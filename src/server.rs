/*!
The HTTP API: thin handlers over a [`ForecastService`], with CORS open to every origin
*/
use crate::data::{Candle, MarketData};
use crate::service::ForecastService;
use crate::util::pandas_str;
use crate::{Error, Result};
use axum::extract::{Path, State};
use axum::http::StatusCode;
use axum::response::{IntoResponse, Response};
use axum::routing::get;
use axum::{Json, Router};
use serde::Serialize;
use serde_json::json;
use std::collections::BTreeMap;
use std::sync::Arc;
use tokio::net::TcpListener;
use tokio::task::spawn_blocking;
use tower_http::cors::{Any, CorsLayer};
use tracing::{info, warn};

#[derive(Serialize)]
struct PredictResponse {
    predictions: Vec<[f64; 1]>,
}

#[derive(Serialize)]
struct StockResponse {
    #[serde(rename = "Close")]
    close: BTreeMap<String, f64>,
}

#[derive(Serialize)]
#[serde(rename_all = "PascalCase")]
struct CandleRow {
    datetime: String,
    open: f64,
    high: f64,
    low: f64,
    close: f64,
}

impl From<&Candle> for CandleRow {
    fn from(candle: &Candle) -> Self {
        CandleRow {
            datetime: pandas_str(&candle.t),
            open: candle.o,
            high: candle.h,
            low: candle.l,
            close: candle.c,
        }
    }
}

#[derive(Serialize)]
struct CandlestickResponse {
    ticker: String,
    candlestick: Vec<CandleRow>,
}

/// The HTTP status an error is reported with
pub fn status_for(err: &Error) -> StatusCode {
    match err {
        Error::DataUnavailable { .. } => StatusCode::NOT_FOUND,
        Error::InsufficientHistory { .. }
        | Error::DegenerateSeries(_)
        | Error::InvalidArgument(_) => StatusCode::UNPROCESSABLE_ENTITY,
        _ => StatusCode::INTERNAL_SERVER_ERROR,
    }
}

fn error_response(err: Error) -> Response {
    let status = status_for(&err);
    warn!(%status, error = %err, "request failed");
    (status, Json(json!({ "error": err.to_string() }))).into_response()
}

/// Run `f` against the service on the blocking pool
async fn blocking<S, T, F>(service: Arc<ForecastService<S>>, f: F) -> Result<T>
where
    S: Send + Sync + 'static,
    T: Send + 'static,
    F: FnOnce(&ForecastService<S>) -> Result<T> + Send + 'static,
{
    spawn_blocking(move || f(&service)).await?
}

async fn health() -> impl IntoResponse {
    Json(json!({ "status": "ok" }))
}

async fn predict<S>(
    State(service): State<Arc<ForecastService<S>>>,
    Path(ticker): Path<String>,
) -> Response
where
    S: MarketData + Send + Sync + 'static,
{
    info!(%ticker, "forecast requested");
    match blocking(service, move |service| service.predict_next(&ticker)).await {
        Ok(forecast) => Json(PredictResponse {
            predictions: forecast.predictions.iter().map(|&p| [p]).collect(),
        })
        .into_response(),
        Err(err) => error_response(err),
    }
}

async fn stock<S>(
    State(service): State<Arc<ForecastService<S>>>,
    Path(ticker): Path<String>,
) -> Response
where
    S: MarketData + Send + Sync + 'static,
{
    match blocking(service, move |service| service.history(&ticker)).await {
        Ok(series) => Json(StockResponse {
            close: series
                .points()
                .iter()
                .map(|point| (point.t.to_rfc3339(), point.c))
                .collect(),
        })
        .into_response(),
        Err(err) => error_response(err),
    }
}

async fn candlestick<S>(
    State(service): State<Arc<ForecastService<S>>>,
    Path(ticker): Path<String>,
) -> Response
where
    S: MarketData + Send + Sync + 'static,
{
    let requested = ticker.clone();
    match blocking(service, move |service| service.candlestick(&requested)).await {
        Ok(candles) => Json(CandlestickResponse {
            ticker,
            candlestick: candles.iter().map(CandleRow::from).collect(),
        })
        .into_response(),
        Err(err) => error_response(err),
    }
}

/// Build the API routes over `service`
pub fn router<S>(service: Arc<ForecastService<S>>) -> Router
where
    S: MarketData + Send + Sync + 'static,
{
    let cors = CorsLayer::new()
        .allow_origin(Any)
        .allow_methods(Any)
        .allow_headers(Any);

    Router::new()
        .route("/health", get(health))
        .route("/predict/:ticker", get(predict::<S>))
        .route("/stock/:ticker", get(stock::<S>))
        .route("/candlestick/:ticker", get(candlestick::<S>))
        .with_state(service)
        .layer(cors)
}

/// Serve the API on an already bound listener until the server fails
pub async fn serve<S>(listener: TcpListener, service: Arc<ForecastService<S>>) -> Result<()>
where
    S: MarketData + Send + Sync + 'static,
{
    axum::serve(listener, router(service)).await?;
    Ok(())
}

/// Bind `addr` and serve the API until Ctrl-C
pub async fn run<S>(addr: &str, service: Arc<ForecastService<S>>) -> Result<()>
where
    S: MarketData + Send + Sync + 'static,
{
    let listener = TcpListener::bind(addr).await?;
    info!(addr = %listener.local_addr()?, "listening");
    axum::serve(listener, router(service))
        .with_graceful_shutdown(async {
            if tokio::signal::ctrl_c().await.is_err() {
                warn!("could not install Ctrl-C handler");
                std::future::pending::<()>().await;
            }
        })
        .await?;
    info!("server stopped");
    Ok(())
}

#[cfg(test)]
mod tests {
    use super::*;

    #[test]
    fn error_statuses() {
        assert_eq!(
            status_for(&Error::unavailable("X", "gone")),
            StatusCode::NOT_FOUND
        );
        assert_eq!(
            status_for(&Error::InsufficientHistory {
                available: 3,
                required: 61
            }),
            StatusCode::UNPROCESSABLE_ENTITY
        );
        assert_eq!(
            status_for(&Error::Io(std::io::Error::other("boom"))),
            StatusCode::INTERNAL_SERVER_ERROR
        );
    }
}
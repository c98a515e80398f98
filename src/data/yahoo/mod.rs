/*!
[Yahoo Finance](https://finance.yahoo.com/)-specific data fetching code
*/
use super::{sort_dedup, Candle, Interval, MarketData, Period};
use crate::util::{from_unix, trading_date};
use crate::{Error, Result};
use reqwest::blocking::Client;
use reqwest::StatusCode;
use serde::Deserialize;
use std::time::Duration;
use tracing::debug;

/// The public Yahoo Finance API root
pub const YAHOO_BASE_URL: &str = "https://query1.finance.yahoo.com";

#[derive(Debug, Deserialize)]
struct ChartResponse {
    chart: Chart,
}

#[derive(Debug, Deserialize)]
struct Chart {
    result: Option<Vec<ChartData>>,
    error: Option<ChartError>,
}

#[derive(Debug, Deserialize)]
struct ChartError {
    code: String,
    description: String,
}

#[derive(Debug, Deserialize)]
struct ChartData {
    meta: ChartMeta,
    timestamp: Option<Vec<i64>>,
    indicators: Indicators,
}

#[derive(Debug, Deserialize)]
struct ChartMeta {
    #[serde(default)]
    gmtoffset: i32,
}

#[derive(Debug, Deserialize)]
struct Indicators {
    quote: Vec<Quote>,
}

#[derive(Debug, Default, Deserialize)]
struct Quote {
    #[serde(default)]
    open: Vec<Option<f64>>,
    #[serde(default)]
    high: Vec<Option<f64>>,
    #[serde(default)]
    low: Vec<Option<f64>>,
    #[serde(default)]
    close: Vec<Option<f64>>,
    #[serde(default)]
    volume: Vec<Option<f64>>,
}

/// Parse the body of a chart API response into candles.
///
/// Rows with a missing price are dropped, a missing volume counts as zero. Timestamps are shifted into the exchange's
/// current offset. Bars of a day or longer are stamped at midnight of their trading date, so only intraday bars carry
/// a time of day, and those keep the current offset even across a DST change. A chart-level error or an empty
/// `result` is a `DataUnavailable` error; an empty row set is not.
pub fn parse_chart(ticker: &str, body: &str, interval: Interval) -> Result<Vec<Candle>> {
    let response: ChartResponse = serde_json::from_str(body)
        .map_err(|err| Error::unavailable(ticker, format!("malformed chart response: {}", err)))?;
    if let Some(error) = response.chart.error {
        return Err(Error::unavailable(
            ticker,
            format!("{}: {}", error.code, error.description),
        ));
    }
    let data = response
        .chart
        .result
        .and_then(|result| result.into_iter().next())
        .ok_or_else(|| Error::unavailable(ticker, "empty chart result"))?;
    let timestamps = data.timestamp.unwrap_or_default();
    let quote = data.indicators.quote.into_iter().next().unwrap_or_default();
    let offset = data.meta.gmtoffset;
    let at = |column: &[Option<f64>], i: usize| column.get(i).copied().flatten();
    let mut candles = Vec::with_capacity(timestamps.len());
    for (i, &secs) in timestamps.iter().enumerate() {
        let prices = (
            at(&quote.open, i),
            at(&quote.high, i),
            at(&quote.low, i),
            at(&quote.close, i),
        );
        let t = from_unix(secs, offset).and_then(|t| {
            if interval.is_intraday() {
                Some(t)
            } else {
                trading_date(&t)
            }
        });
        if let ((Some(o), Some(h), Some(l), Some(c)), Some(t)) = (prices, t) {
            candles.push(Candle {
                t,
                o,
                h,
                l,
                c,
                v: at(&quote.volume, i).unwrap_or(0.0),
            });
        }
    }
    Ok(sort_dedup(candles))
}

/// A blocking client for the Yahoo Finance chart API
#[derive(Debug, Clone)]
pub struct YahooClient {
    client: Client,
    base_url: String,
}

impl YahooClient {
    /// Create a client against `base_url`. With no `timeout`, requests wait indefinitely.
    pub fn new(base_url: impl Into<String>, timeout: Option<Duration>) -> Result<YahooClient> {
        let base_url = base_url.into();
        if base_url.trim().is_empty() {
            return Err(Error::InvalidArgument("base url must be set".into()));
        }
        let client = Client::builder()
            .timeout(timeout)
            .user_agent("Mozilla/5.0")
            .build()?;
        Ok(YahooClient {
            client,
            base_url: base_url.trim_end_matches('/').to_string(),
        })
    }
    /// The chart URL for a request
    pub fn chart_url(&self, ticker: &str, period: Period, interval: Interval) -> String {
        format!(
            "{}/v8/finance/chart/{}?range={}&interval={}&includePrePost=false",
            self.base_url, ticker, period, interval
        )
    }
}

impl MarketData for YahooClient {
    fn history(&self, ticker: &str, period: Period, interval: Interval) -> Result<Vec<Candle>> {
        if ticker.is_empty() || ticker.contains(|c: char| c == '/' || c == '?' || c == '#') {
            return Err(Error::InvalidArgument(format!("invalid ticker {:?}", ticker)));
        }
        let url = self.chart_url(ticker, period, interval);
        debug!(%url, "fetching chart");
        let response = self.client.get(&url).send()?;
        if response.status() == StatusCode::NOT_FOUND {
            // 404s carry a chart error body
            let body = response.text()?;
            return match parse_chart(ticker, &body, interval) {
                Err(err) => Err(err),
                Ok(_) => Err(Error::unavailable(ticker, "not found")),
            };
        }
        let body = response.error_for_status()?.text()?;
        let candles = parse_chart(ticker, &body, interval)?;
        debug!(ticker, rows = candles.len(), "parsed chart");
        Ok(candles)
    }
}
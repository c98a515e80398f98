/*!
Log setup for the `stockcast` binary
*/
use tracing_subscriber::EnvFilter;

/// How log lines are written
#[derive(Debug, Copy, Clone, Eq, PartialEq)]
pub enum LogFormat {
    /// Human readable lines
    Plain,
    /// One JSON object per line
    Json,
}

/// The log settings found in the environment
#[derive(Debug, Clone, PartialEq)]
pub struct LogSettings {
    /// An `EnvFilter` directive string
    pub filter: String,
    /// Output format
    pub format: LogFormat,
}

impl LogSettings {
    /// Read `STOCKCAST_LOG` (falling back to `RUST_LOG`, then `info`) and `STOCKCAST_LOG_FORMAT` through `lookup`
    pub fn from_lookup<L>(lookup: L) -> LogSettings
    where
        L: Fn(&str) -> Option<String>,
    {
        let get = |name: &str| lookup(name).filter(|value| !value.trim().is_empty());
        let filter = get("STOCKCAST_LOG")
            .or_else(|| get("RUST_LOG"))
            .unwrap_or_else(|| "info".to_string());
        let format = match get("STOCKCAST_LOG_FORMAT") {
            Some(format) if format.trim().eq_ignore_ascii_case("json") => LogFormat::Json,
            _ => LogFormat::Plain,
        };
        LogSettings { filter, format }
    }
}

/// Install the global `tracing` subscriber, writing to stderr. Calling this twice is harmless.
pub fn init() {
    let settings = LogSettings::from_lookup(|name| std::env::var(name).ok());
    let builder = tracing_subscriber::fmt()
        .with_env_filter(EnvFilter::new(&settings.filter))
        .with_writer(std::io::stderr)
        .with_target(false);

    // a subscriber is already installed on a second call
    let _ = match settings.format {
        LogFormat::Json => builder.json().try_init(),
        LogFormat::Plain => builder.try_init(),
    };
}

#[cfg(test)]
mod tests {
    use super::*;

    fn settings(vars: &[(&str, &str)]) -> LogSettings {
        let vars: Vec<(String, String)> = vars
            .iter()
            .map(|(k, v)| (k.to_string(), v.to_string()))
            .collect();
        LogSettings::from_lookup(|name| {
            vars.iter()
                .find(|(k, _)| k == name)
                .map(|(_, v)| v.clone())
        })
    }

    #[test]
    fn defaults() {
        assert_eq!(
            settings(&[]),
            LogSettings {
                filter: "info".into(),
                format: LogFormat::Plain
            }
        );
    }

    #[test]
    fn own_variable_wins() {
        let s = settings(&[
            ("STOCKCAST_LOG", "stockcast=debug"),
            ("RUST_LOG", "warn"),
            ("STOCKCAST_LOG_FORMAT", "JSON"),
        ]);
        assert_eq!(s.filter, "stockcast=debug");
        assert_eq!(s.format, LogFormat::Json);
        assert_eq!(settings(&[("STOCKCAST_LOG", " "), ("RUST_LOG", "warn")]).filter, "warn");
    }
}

****

# EXERCISE AIM
Using the data above, transcribe the lines that run from the line with "if let Some(error)" to the line with "trading_date(&t)", both ends kept, and output nothing else.

# ANSWER SECTION
    if let Some(error) = response.chart.error {
        return Err(Error::unavailable(
            ticker,
            format!("{}: {}", error.code, error.description),
        ));
    }
    let data = response
        .chart
        .result
        .and_then(|result| result.into_iter().next())
        .ok_or_else(|| Error::unavailable(ticker, "empty chart result"))?;
    let timestamps = data.timestamp.unwrap_or_default();
    let quote = data.indicators.quote.into_iter().next().unwrap_or_default();
    let offset = data.meta.gmtoffset;
    let at = |column: &[Option<f64>], i: usize| column.get(i).copied().flatten();
    let mut candles = Vec::with_capacity(timestamps.len());
    for (i, &secs) in timestamps.iter().enumerate() {
        let prices = (
            at(&quote.open, i),
            at(&quote.high, i),
            at(&quote.low, i),
            at(&quote.close, i),
        );
        let t = from_unix(secs, offset).and_then(|t| {
            if interval.is_intraday() {
                Some(t)
            } else {
                trading_date(&t)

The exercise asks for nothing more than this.